[Stored data entries]

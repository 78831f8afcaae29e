//! Resumable, rate-limited historical message producer.

use std::sync::Arc;
use std::time::Duration;

use futures_util::StreamExt;

use ts_domain::error::{Error, Result};
use ts_domain::message::MessageInput;
use ts_domain::stream::BoxStream;
use ts_domain::trace::TraceEvent;

use crate::client::ChatClient;
use crate::state::StateStore;

/// Called with the running item count after each yielded message.
pub type ProgressCallback = Box<dyn Fn(usize) + Send + Sync>;

/// Lazily yields a channel's messages starting above its checkpoint.
///
/// Reads the checkpoint but never advances it; the orchestrator does
/// that once a batch has actually been accepted by the engine.
pub struct HistoricalSync {
    client: Arc<dyn ChatClient>,
    state: Arc<StateStore>,
    rate_limit_delay: Duration,
}

impl HistoricalSync {
    pub fn new(client: Arc<dyn ChatClient>, state: Arc<StateStore>, rate_limit_delay: f64) -> Self {
        Self {
            client,
            state,
            rate_limit_delay: Duration::from_secs_f64(rate_limit_delay.max(0.0)),
        }
    }

    /// Stream a channel's messages, oldest first, at most `limit` this
    /// run. Flood-wait signals from the client are absorbed here: sleep
    /// the advised interval, then keep reading the same stream. Any
    /// other client error ends the stream after being yielded.
    pub fn sync_channel(
        &self,
        channel_id: i64,
        limit: usize,
        progress: Option<ProgressCallback>,
    ) -> BoxStream<'_, Result<MessageInput>> {
        Box::pin(async_stream::stream! {
            let min_id = self.state.get(channel_id);
            let mut count = 0usize;

            let mut messages = self.client.fetch_messages(channel_id, limit, min_id);
            while let Some(item) = messages.next().await {
                match item {
                    Ok(msg) => {
                        yield Ok(msg);

                        count += 1;
                        if let Some(callback) = &progress {
                            callback(count);
                        }
                        if !self.rate_limit_delay.is_zero() {
                            tokio::time::sleep(self.rate_limit_delay).await;
                        }
                    }
                    Err(Error::FloodWait { seconds }) => {
                        tracing::warn!(channel_id, seconds, "flood wait from chat service");
                        TraceEvent::FloodWait { channel_id, seconds }.emit();
                        tokio::time::sleep(Duration::from_secs(seconds)).await;
                    }
                    Err(e) => {
                        yield Err(e);
                        break;
                    }
                }
            }
        })
    }
}

// ━━━━━━━━━━━━━━━━━━━━━━━━━━━━━━━━━━━━━━━━━━━━━━━━━━━━━━━━━━━━━━━━━━
// Tests
// ━━━━━━━━━━━━━━━━━━━━━━━━━━━━━━━━━━━━━━━━━━━━━━━━━━━━━━━━━━━━━━━━━━
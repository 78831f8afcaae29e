//! Read path: advanced query parsing and the cache-aside search
//! service.

pub mod parser;
pub mod service;

pub use parser::{build_filters, parse_query, ParsedQuery};
pub use service::{SearchOptions, SearchService};
//! Per-sample biquad filtering with coefficient interpolation
//!
//! Filter settings only change at tick boundaries, but jumping coefficients
//! once per tick produces zipper noise. Each filter instead receives a start
//! and end coefficient set per tick and slides between them every sample,
//! additively for small moves and multiplicatively when a coefficient spans
//! orders of magnitude (frequency sweeps).

use wavebox_song::FilterCoefficients;

/// Values at or below this magnitude are treated as silence and reset to
/// exact zero, keeping denormals out of the feedback paths
pub const SILENCE_EPSILON: f64 = 1e-24;

/// Flush a feedback value: non-finite or sub-threshold becomes exact 0.0
#[inline]
pub fn sanitize(value: f64) -> f64 {
    if !value.is_finite() || value.abs() < SILENCE_EPSILON {
        0.0
    } else {
        value
    }
}

/// A biquad section whose coefficients glide per sample
///
/// Direct Form II transposed; state is two delay registers. `process` is
/// meant for tight loops, so it does no sanitizing of its own. Callers run
/// [`DynamicBiquadFilter::settle`] once per rendered run.
#[derive(Debug, Clone, Default)]
pub struct DynamicBiquadFilter {
    b0: f64,
    b1: f64,
    b2: f64,
    a1: f64,
    a2: f64,
    db0: f64,
    db1: f64,
    db2: f64,
    da1: f64,
    da2: f64,
    /// Multiplicative deltas glide exponentially instead of linearly
    multiplicative: bool,
    s1: f64,
    s2: f64,
}

impl DynamicBiquadFilter {
    pub fn new() -> Self {
        Self::default()
    }

    /// Jump directly to a coefficient set, holding it constant
    pub fn reset_to(&mut self, coefs: &FilterCoefficients) {
        self.b0 = coefs.b0;
        self.b1 = coefs.b1;
        self.b2 = coefs.b2;
        self.a1 = coefs.a1;
        self.a2 = coefs.a2;
        self.db0 = 0.0;
        self.db1 = 0.0;
        self.db2 = 0.0;
        self.da1 = 0.0;
        self.da2 = 0.0;
        self.multiplicative = false;
    }

    /// Begin gliding from `start` to `end` over `samples` samples
    ///
    /// Uses a multiplicative glide when every coefficient keeps its sign and
    /// stays away from zero, which tracks frequency sweeps far better than a
    /// linear ramp; otherwise falls back to additive.
    pub fn set_transition(
        &mut self,
        start: &FilterCoefficients,
        end: &FilterCoefficients,
        samples: usize,
    ) {
        let samples = samples.max(1) as f64;
        self.b0 = start.b0;
        self.b1 = start.b1;
        self.b2 = start.b2;
        self.a1 = start.a1;
        self.a2 = start.a2;

        let pairs = [
            (start.b0, end.b0),
            (start.b1, end.b1),
            (start.b2, end.b2),
            (start.a1, end.a1),
            (start.a2, end.a2),
        ];
        let multiplicative_safe = pairs.iter().all(|&(s, e)| {
            s != 0.0 && e != 0.0 && (s > 0.0) == (e > 0.0) && (e / s) > 1e-6 && (e / s) < 1e6
        });

        if multiplicative_safe {
            self.multiplicative = true;
            self.db0 = (end.b0 / start.b0).powf(1.0 / samples);
            self.db1 = (end.b1 / start.b1).powf(1.0 / samples);
            self.db2 = (end.b2 / start.b2).powf(1.0 / samples);
            self.da1 = (end.a1 / start.a1).powf(1.0 / samples);
            self.da2 = (end.a2 / start.a2).powf(1.0 / samples);
        } else {
            self.multiplicative = false;
            self.db0 = (end.b0 - start.b0) / samples;
            self.db1 = (end.b1 - start.b1) / samples;
            self.db2 = (end.b2 - start.b2) / samples;
            self.da1 = (end.a1 - start.a1) / samples;
            self.da2 = (end.a2 - start.a2) / samples;
        }
    }

    /// Filter one sample and advance the coefficient glide
    #[inline]
    pub fn process(&mut self, input: f64) -> f64 {
        let output = self.b0 * input + self.s1;
        self.s1 = self.b1 * input - self.a1 * output + self.s2;
        self.s2 = self.b2 * input - self.a2 * output;
        if self.multiplicative {
            self.b0 *= self.db0;
            self.b1 *= self.db1;
            self.b2 *= self.db2;
            self.a1 *= self.da1;
            self.a2 *= self.da2;
        } else {
            self.b0 += self.db0;
            self.b1 += self.db1;
            self.b2 += self.db2;
            self.a1 += self.da1;
            self.a2 += self.da2;
        }
        output
    }

    /// Flush denormal or non-finite state after a rendered run
    pub fn settle(&mut self) {
        self.s1 = sanitize(self.s1);
        self.s2 = sanitize(self.s2);
    }

    /// Clear the delay registers without touching coefficients
    pub fn clear_state(&mut self) {
        self.s1 = 0.0;
        self.s2 = 0.0;
    }
}

#[cfg(test)]
mod tests {
    use super::*;
    use wavebox_song::{FilterControlPoint, FilterType};

    fn lowpass_coefs(freq: u8) -> FilterCoefficients {
        FilterControlPoint::new(FilterType::LowPass, freq, 7).to_coefficients(48000.0, None, None)
    }

    #[test]
    fn test_lowpass_passes_dc() {
        let mut filter = DynamicBiquadFilter::new();
        filter.reset_to(&lowpass_coefs(20));
        let mut output = 0.0;
        for _ in 0..2000 {
            output = filter.process(1.0);
        }
        assert!((output - 1.0).abs() < 1e-3, "dc gain was {output}");
    }

    #[test]
    fn test_transition_reaches_end_coefficients() {
        let start = lowpass_coefs(10);
        let end = lowpass_coefs(30);
        let mut filter = DynamicBiquadFilter::new();
        filter.set_transition(&start, &end, 128);
        for _ in 0..128 {
            filter.process(0.0);
        }
        assert!((filter.b0 / end.b0 - 1.0).abs() < 0.05);
        assert!((filter.a2 / end.a2 - 1.0).abs() < 0.05);
    }

    #[test]
    fn test_settle_flushes_denormals() {
        let mut filter = DynamicBiquadFilter::new();
        filter.reset_to(&lowpass_coefs(20));
        filter.s1 = 1e-30;
        filter.s2 = f64::NAN;
        filter.settle();
        assert_eq!(filter.s1, 0.0);
        assert_eq!(filter.s2, 0.0);
    }

    #[test]
    fn test_sanitize() {
        assert_eq!(sanitize(f64::INFINITY), 0.0);
        assert_eq!(sanitize(-1e-30), 0.0);
        assert_eq!(sanitize(0.25), 0.25);
        assert_eq!(sanitize(-0.25), -0.25);
    }
}
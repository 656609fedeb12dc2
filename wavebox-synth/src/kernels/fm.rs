//! Four-operator FM kernel
//!
//! The algorithm table fixes which operators are carriers and which feed
//! which phases; the feedback table routes previous-sample outputs back into
//! phases. Both are closed const tables, so the per-sample loop is pure
//! arithmetic over fixed topology slices.

use wavebox_song::{FmAlgorithm, FmFeedback};

use crate::filtering::sanitize;
use crate::tone::Tone;

use super::run_ramp;

pub fn render_fm(
    tone: &mut Tone,
    algorithm: &FmAlgorithm,
    feedback: &FmFeedback,
    scratch: &mut [f32],
    span: (f64, f64),
) {
    let samples = scratch.len();
    if samples == 0 {
        return;
    }
    let (mut expression, expression_inc) = run_ramp(tone.expression, span, samples);
    let (mut feedback_amp, feedback_inc) = run_ramp(tone.fm_feedback, span, samples);
    let mut deltas = [0.0f64; 4];
    let mut delta_incs = [0.0f64; 4];
    let mut amps = [0.0f64; 4];
    let mut amp_incs = [0.0f64; 4];
    for op in 0..4 {
        let (delta, delta_inc) = run_ramp(tone.fm_phase_deltas[op], span, samples);
        deltas[op] = delta;
        delta_incs[op] = delta_inc;
        let (amp, amp_inc) = run_ramp(tone.fm_amplitudes[op], span, samples);
        amps[op] = amp;
        amp_incs[op] = amp_inc;
    }
    let carrier_count = algorithm.carrier_count;
    let carrier_scale = 1.0 / (carrier_count as f64).sqrt();

    let Tone {
        fm_phases,
        fm_prev_outputs,
        note_filters,
        note_filter_count,
        ..
    } = tone;
    for out in scratch.iter_mut() {
        let mut outputs = [0.0f64; 4];
        // Modulators always have higher indices than the operators they
        // drive, so a reverse sweep sees them already computed
        for op in (0..4).rev() {
            let mut phase_offset = 0.0;
            for &modulator in algorithm.modulated_by[op] {
                phase_offset += outputs[modulator];
            }
            for &source in feedback.modulated_by[op] {
                phase_offset += fm_prev_outputs[source] * feedback_amp;
            }
            let phase = fm_phases[op] + phase_offset;
            outputs[op] = (std::f64::consts::TAU * phase).sin() * amps[op];
            fm_phases[op] += deltas[op];
            deltas[op] += delta_incs[op];
            amps[op] += amp_incs[op];
        }
        *fm_prev_outputs = outputs;

        let mut sample: f64 = outputs[..carrier_count].iter().sum::<f64>() * carrier_scale;
        for filter in note_filters[..*note_filter_count].iter_mut() {
            sample = filter.process(sample);
        }
        *out += (sample * expression) as f32;
        expression += expression_inc;
        feedback_amp += feedback_inc;
    }
    for filter in note_filters[..*note_filter_count].iter_mut() {
        filter.settle();
    }
    for phase in fm_phases.iter_mut() {
        *phase = phase.rem_euclid(1.0);
    }
    for output in fm_prev_outputs.iter_mut() {
        *output = sanitize(*output);
    }
}

#[cfg(test)]
mod tests {
    use super::*;
    use wavebox_song::{FM_ALGORITHMS, FM_FEEDBACKS};

    fn fm_tone(carrier_amp: f64) -> Tone {
        let mut tone = Tone::default();
        tone.expression = (0.5, 0.5);
        let delta = 220.0 / 48000.0;
        for op in 0..4 {
            tone.fm_phase_deltas[op] = (delta * (op + 1) as f64, delta * (op + 1) as f64);
        }
        tone.fm_amplitudes[0] = (carrier_amp, carrier_amp);
        tone
    }

    #[test]
    fn test_single_carrier_is_a_sine() {
        let mut tone = fm_tone(1.0);
        let mut scratch = vec![0.0f32; 512];
        render_fm(
            &mut tone,
            &FM_ALGORITHMS[3],
            &FM_FEEDBACKS[0],
            &mut scratch,
            (0.0, 1.0),
        );
        // No modulator amplitude, no feedback amplitude: pure sine at the
        // carrier frequency
        for (i, &sample) in scratch.iter().enumerate() {
            let expected = 0.5 * (std::f64::consts::TAU * 220.0 / 48000.0 * i as f64).sin();
            assert!((sample as f64 - expected).abs() < 1e-4, "sample {i}");
        }
    }

    #[test]
    fn test_modulation_changes_the_waveform() {
        let mut plain = fm_tone(1.0);
        let mut modulated = fm_tone(1.0);
        modulated.fm_amplitudes[1] = (0.8, 0.8);
        let mut scratch_plain = vec![0.0f32; 256];
        let mut scratch_mod = vec![0.0f32; 256];
        // Algorithm 3 chains 1←2←3←4
        render_fm(
            &mut plain,
            &FM_ALGORITHMS[3],
            &FM_FEEDBACKS[0],
            &mut scratch_plain,
            (0.0, 1.0),
        );
        render_fm(
            &mut modulated,
            &FM_ALGORITHMS[3],
            &FM_FEEDBACKS[0],
            &mut scratch_mod,
            (0.0, 1.0),
        );
        assert_ne!(scratch_plain, scratch_mod);
    }

    #[test]
    fn test_all_topologies_stay_finite() {
        for algorithm in FM_ALGORITHMS {
            for feedback in FM_FEEDBACKS {
                let mut tone = fm_tone(1.0);
                for op in 0..4 {
                    tone.fm_amplitudes[op] = (0.9, 0.9);
                }
                tone.fm_feedback = (0.7, 0.7);
                let mut scratch = vec![0.0f32; 128];
                render_fm(&mut tone, algorithm, feedback, &mut scratch, (0.0, 1.0));
                assert!(scratch.iter().all(|s| s.is_finite()));
            }
        }
    }
}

§ **Work request**
Collect every line from the records above that contains the word "when".

§ **Answer to this task**
//! additively for small moves and multiplicatively when a coefficient spans
    /// Uses a multiplicative glide when every coefficient keeps its sign and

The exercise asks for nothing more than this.